The call for 2025’s Ocean Networks Canada Artist-in-Residence will be released this fall. 

Wayde Compton joins Writing

Photo: Roger Hur

The Department of Writing is proud to announce their latest hire: author and associate professor Wayde Compton.

Born and raised in Vancouver, Compton studied English at Simon Fraser University where he worked with the likes of authors George Bowering and Roy Miki. He was associated with the Tads group of writers and the Runcible Mountain College study group.

He  was also a co-founder of the Hogan’s Alley Memorial Project, a grassroots organization that researched and advocated for the public recognition of Vancouver’s historical Black community. He later co-founded its successor group, the Hogan’s Alley Society. In 2006 Compton co-founded Commodore Books, Western Canada’s first Black Canadian literary press.

Compton has published six books and has edited two literary anthologies. His collection of short stories, The Outer Harbour, won the City of Vancouver Book Award in 2015 and he won a National Magazine Award for Fiction in 2011. His work has been a finalist for three other City of Vancouver Book Awards as well as the Dorothy Livesay Poetry Prize.

He has also been writer-in-residence at Simon Fraser University, Green College at the University of British Columbia, and the Vancouver Public Library. He has taught either English Literature or Creative Writing at the following institutions: SFU, ECUAD, Capilano University, Kwantlen University, Douglas College, and Coquitlam College. From 2012-18, he administrated the Creative Writing Program in Continuing Studies at SFU, including the award-winning Writer’s Studio.
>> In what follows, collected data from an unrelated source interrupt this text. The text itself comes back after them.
//
// Copyright 2018 yvt, all rights reserved.
//
// This source code is a part of Nightingales.
//
//! Submission serials and serial-ordered queues.
use std::collections::VecDeque;
use std::fmt;

/// A monotonically increasing counter identifying a batch of GPU work.
#[derive(Clone, Copy, PartialEq, Eq, PartialOrd, Ord, Hash, Default)]
pub struct Serial(pub u64);

impl Serial {
    pub const ZERO: Self = Serial(0);

    /// A serial that is never reached by any submission.
    pub const MAX: Self = Serial(u64::max_value());

    pub fn next(self) -> Self {
        Serial(self.0.checked_add(1).expect("serial overflow"))
    }
}

impl fmt::Debug for Serial {
    fn fmt(&self, f: &mut fmt::Formatter<'_>) -> fmt::Result {
        if *self == Serial::MAX {
            write!(f, "Serial(MAX)")
        } else {
            write!(f, "Serial({})", self.0)
        }
    }
}

/// A FIFO of values tagged with the serial they belong to.
///
/// Serials must be enqueued in non-decreasing order.
#[derive(Debug, Clone)]
pub struct SerialQueue<T> {
    items: VecDeque<(Serial, T)>,
}

impl<T> Default for SerialQueue<T> {
    fn default() -> Self {
        Self {
            items: VecDeque::new(),
        }
    }
}

impl<T> SerialQueue<T> {
    pub fn new() -> Self {
        Default::default()
    }

    pub fn enqueue(&mut self, value: T, serial: Serial) {
        if let Some(&(last, _)) = self.items.back() {
            assert!(serial >= last, "serials must be enqueued in order");
        }
        self.items.push_back((serial, value));
    }

    /// Remove and return every value whose serial is `<= serial`, oldest
    /// first.
    pub fn drain_up_to(&mut self, serial: Serial) -> impl Iterator<Item = T> + '_ {
        let count = self
            .items
            .iter()
            .position(|&(s, _)| s > serial)
            .unwrap_or(self.items.len());
        self.items.drain(..count).map(|(_, x)| x)
    }

    /// The serial of the oldest value.
    pub fn first_serial(&self) -> Option<Serial> {
        self.items.front().map(|&(s, _)| s)
    }

    /// The serial of the newest value.
    pub fn last_serial(&self) -> Option<Serial> {
        self.items.back().map(|&(s, _)| s)
    }

    /// Remove the oldest value if its serial is `<= serial`.
    pub fn pop_front_if_completed(&mut self, serial: Serial) -> Option<T> {
        match self.items.front() {
            Some(&(s, _)) if s <= serial => self.items.pop_front().map(|(_, x)| x),
            _ => None,
        }
    }

    pub fn len(&self) -> usize {
        self.items.len()
    }

    pub fn is_empty(&self) -> bool {
        self.items.is_empty()
    }

    pub fn iter(&self) -> impl Iterator<Item = (Serial, &T)> {
        self.items.iter().map(|&(s, ref x)| (s, x))
    }
}

#[cfg(test)]
mod tests {
    use super::*;

    #[test]
    fn drain_is_inclusive_and_ordered() {
        let mut q = SerialQueue::new();
        q.enqueue("a", Serial(1));
        q.enqueue("b", Serial(2));
        q.enqueue("c", Serial(2));
        q.enqueue("d", Serial(5));

        assert_eq!(q.drain_up_to(Serial(0)).count(), 0);
        assert_eq!(q.drain_up_to(Serial(2)).collect::<Vec<_>>(), vec!["a", "b", "c"]);
        assert_eq!(q.first_serial(), Some(Serial(5)));
        assert_eq!(q.pop_front_if_completed(Serial(4)), None);
        assert_eq!(q.pop_front_if_completed(Serial(5)), Some("d"));
        assert!(q.is_empty());
    }

    #[test]
    #[should_panic]
    fn out_of_order_enqueue() {
        let mut q = SerialQueue::new();
        q.enqueue((), Serial(3));
        q.enqueue((), Serial(2));
    }

    #[test]
    fn max_is_never_reached() {
        assert!(Serial(u64::max_value() - 1) < Serial::MAX);
        assert_eq!(format!("{:?}", Serial::MAX), "Serial(MAX)");
    }
}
Compton has read and presented at institutions across Canada (McGill, the University of Toronto, UBC, SFU, York University, Dalhousie University), the United States (Harvard, the University of California at Berkeley), and overseas (the University of Kent at Canterbury, the University of Havana, National Taipei University).

Co-op brings learning to life

When it comes to mixing the theoretical with the practical, Fine Arts students have been participating in UVic’s vibrant Co-op program since 1986. In the past five years alone, we’ve had more than 300 students earn both academic credit and a monthly wage while getting work experience in their chosen fields.  

This past year, we had 25 students getting first-hand experience in a variety of positions not only in Victoria but also in Parksville, Vancouver, the Sunshine Coast and farther afield in Kelowna, Revelstoke and Alberta. Their positions ranged from museum interpreter and heritage collections assistant to graphic designer, communications technician, assistant public affairs advisor, junior antiquarian bookseller, communications technician and software programmer and developers.  

Art History & Visual Studies student Burke Camara — seen here in the vault at the Revelstoke Museum & Archives, where he worked as a collections assistant — experienced real-world applications of the theoretical practices he’s been studying. “This was a great opportunity to see what jobs are out there and possibly take away some of the anxiety regarding career planning,” he says. “I learned several programs and archival practices, and was able to build meaningful connections in an environment I would want to have a career in.”

Meg Winter is pursuing a Professional Writing minor in journalism and publishing, so was ideally suited for her position as a social media coordinator for UVic’s Faculty of Education. “This has been the most amazing experience I’ve had so far during my time at UVic,” says Winter, seen here shooting video at Victoria’s Pride Parade. “I’ve been able to transfer the skills from my classes into professional experience. The incredible mentorship I received has allowed me to develop both professionally and personally.” 

AHVS student Athena Ivison worked as an interpreter at the Whyte Museum of the Canadian Rockies in Banff, Alberta — not only giving daily tours but also operating in a curatorial capacity. “I was tasked with going through objects that didn’t have current photos on file and updating the records,” says Ivison (seen here holding a pennant from Banff’s alpine Skoki lodge. “This co-op gave me excellent insight into what it’s like to work in a museum setting. I also had an opportunity to work with museum objects, which will contribute to my understanding of art history.”